Dataset entries:
━━━━━━━━━━━━━━━━

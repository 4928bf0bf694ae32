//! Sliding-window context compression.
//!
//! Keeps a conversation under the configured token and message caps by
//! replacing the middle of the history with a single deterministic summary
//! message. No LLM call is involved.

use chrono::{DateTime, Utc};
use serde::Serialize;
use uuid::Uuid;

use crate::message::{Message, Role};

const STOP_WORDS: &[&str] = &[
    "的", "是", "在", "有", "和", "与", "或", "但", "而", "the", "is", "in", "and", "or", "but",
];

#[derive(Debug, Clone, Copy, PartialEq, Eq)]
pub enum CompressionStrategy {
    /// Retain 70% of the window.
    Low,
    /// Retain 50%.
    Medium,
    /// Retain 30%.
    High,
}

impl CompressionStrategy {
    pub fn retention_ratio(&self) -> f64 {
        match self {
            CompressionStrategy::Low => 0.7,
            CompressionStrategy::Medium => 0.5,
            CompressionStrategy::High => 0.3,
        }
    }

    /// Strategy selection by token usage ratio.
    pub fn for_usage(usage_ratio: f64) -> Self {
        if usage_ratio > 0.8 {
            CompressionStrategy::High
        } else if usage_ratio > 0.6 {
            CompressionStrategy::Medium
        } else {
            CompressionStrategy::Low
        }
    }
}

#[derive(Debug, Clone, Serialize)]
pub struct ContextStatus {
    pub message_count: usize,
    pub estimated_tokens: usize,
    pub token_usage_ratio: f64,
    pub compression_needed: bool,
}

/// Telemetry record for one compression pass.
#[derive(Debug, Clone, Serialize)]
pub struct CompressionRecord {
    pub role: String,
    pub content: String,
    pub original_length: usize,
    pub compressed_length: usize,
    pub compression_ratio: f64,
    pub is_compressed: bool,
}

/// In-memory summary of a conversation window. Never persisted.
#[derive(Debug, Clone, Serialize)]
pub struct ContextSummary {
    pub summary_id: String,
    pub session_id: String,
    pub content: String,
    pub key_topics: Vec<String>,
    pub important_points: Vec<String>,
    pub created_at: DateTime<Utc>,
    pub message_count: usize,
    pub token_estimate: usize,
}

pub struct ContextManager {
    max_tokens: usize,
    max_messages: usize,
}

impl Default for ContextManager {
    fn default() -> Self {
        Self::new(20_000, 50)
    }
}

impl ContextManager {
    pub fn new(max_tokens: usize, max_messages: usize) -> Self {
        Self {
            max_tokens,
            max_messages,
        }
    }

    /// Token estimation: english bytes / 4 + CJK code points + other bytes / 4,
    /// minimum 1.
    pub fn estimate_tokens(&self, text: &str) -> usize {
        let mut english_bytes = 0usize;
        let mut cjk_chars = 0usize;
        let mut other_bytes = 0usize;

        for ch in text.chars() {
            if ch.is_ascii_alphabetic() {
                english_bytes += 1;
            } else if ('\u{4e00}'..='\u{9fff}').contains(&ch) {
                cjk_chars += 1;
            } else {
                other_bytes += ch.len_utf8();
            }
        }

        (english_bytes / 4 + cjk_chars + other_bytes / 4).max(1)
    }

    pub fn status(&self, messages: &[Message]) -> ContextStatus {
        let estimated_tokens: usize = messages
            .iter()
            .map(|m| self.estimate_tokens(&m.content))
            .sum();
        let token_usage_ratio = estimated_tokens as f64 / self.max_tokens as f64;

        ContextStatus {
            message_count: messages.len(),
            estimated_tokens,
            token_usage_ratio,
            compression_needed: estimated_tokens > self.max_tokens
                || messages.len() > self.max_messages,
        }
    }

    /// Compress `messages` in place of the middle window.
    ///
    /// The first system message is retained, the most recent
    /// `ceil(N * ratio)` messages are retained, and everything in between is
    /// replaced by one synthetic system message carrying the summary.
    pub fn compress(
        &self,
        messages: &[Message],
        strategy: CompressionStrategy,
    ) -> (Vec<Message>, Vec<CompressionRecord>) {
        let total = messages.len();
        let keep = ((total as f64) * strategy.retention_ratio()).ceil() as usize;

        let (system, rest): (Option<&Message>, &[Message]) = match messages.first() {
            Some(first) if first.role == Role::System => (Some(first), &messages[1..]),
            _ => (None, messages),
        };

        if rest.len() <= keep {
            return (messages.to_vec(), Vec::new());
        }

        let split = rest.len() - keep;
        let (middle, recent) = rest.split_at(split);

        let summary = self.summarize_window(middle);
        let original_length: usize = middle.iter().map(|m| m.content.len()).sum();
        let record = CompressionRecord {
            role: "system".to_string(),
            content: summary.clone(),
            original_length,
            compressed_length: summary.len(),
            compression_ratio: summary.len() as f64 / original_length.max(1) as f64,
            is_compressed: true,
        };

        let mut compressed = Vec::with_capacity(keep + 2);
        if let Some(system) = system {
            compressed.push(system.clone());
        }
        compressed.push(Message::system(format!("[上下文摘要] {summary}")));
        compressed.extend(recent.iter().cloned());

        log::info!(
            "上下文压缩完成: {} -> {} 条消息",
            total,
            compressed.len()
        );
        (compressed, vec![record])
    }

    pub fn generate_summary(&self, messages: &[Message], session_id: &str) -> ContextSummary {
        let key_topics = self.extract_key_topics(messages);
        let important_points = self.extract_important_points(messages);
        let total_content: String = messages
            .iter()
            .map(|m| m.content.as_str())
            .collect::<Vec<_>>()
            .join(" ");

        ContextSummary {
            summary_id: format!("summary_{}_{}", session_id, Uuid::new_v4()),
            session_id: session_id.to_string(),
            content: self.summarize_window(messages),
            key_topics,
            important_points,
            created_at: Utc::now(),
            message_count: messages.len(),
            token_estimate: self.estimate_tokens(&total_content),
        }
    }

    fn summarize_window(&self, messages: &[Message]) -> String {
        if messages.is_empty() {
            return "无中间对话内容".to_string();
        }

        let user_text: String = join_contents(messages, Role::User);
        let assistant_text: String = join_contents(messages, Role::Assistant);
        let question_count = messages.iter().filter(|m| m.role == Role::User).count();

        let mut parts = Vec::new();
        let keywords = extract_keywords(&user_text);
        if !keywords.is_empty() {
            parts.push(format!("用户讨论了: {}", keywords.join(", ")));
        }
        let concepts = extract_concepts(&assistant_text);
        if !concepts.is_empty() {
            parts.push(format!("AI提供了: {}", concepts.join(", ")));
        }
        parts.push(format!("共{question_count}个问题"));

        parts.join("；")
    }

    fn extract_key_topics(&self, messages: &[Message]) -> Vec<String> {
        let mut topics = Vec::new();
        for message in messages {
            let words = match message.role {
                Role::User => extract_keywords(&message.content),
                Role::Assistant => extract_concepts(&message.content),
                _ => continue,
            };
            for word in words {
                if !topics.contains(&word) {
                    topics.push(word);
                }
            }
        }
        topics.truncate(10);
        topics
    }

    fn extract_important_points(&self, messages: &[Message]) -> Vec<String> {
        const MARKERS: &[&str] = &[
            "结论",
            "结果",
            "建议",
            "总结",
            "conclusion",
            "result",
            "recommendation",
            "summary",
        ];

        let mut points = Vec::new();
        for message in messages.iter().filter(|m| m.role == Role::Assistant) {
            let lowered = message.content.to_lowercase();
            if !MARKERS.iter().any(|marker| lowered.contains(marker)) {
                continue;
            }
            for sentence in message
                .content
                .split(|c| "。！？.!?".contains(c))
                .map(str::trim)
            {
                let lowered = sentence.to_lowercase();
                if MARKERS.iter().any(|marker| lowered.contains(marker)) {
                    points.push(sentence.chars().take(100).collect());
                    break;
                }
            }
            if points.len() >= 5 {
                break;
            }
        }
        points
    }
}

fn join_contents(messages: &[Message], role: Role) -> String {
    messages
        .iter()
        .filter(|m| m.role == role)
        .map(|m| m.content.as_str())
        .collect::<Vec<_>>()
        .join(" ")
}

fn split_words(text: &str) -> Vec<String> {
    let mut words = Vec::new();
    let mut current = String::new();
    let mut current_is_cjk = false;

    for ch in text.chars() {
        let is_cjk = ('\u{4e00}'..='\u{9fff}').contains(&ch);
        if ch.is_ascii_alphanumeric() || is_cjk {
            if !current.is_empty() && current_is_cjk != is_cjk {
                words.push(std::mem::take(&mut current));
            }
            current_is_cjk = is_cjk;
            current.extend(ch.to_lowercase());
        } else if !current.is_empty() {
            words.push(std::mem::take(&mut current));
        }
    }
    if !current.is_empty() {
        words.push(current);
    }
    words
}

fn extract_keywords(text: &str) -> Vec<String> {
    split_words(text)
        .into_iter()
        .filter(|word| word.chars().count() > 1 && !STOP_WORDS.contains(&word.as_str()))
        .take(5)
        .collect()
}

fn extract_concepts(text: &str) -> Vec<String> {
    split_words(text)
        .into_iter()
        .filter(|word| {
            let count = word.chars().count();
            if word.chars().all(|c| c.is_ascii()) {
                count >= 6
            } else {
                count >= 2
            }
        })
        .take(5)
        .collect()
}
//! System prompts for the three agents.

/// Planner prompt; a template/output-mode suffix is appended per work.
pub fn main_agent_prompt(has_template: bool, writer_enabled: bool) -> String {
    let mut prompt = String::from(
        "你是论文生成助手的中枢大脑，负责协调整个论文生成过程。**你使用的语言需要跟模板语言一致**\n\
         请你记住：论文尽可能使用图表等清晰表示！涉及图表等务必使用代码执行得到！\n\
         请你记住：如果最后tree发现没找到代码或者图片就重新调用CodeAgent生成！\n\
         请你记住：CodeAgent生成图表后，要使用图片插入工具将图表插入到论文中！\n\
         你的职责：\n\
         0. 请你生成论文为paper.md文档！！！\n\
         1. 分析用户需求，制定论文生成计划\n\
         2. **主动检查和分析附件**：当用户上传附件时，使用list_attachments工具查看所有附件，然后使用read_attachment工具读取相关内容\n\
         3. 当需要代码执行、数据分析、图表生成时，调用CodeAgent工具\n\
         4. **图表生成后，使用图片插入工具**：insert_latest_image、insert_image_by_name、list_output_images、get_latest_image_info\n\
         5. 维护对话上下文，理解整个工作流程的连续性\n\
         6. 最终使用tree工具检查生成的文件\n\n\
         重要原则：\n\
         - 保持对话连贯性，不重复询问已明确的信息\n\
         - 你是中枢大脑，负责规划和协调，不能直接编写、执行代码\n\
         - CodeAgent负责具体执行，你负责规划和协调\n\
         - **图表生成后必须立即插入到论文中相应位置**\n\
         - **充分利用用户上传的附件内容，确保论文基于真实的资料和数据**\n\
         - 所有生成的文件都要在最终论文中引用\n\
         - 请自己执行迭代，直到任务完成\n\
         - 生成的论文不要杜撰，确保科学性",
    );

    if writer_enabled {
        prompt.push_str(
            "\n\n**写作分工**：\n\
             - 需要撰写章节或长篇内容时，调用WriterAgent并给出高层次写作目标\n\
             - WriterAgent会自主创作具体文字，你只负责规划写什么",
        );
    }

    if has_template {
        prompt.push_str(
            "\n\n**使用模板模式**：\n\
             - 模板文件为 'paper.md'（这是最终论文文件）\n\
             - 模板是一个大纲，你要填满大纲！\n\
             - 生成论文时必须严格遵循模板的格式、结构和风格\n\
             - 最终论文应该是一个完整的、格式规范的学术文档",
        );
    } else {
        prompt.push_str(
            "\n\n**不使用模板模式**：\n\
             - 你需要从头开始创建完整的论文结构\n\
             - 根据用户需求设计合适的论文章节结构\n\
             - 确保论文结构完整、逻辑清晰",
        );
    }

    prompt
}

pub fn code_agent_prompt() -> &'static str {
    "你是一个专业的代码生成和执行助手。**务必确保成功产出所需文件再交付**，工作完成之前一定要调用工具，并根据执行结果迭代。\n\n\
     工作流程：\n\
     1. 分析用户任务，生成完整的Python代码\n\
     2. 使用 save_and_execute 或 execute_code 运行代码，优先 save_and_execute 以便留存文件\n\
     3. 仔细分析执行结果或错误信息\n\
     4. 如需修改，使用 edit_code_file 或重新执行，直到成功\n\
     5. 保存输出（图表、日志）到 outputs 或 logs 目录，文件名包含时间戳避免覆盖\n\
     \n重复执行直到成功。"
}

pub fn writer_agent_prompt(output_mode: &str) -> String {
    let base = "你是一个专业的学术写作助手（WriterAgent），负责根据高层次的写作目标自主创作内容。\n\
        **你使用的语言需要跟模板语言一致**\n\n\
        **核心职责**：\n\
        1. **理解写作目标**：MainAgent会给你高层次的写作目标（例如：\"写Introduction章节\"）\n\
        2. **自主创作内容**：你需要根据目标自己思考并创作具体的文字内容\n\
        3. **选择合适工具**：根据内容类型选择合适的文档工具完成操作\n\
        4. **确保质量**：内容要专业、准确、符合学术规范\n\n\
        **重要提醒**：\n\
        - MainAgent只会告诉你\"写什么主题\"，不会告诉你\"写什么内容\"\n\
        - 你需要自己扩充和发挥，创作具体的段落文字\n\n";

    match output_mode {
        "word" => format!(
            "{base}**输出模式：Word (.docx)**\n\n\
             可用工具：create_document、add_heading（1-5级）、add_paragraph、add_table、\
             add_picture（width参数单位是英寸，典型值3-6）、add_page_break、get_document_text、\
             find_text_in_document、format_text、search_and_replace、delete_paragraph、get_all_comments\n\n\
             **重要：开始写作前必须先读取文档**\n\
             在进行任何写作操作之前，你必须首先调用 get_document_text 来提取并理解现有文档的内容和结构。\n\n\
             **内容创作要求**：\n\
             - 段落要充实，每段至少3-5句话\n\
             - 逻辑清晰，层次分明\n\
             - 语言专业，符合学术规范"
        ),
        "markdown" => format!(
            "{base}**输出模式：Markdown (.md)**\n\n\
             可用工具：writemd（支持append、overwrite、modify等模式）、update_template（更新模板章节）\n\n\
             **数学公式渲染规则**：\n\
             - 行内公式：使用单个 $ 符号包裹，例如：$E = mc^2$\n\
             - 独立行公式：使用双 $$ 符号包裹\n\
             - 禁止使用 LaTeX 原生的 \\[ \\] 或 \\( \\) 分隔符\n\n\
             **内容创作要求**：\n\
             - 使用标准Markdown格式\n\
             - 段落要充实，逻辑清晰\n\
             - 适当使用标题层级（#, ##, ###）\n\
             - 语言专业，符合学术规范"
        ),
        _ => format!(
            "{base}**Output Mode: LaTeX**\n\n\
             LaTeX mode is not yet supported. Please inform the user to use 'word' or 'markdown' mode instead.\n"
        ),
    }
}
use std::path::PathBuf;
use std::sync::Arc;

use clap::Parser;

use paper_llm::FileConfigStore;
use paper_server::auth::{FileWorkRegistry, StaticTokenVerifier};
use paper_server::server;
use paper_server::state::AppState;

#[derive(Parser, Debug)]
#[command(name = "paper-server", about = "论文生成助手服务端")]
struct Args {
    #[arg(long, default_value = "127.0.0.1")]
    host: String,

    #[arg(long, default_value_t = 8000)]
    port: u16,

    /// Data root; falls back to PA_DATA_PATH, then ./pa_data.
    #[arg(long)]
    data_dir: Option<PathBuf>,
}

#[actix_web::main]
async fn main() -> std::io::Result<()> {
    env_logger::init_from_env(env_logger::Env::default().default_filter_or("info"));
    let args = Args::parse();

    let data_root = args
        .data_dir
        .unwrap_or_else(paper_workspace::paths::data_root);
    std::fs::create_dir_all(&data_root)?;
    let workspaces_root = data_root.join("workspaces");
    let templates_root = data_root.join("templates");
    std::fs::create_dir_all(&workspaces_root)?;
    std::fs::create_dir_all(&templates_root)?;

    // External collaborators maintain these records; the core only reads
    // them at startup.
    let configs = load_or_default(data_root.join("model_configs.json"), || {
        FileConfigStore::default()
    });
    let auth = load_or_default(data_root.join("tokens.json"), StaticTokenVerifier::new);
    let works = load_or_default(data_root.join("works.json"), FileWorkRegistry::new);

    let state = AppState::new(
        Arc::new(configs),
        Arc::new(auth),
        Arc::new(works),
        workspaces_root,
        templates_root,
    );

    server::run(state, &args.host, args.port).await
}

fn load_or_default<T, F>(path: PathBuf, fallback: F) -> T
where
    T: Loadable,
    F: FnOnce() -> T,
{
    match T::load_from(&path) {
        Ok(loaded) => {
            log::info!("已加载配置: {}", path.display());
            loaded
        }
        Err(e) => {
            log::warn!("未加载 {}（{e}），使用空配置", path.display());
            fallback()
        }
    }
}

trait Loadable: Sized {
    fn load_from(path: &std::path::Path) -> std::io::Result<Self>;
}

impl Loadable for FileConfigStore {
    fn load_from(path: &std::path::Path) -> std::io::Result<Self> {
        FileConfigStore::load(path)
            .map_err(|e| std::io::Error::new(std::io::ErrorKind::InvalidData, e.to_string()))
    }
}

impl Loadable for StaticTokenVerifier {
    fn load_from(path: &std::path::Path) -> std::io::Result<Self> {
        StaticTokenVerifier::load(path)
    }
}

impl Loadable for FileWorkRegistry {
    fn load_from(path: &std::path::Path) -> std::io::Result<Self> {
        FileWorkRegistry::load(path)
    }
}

━━━━━━━━━━━━━━━━

**Task brief**
Give back the entries above exactly as they are, from their first line through the line that contains "const STOP_WORDS: &[&str]", both included, with nothing else.

**Task output**
repository 4928bf0bf694ae32
//! Sliding-window context compression.
//!
//! Keeps a conversation under the configured token and message caps by
//! replacing the middle of the history with a single deterministic summary
//! message. No LLM call is involved.

use chrono::{DateTime, Utc};
use serde::Serialize;
use uuid::Uuid;

use crate::message::{Message, Role};

const STOP_WORDS: &[&str] = &[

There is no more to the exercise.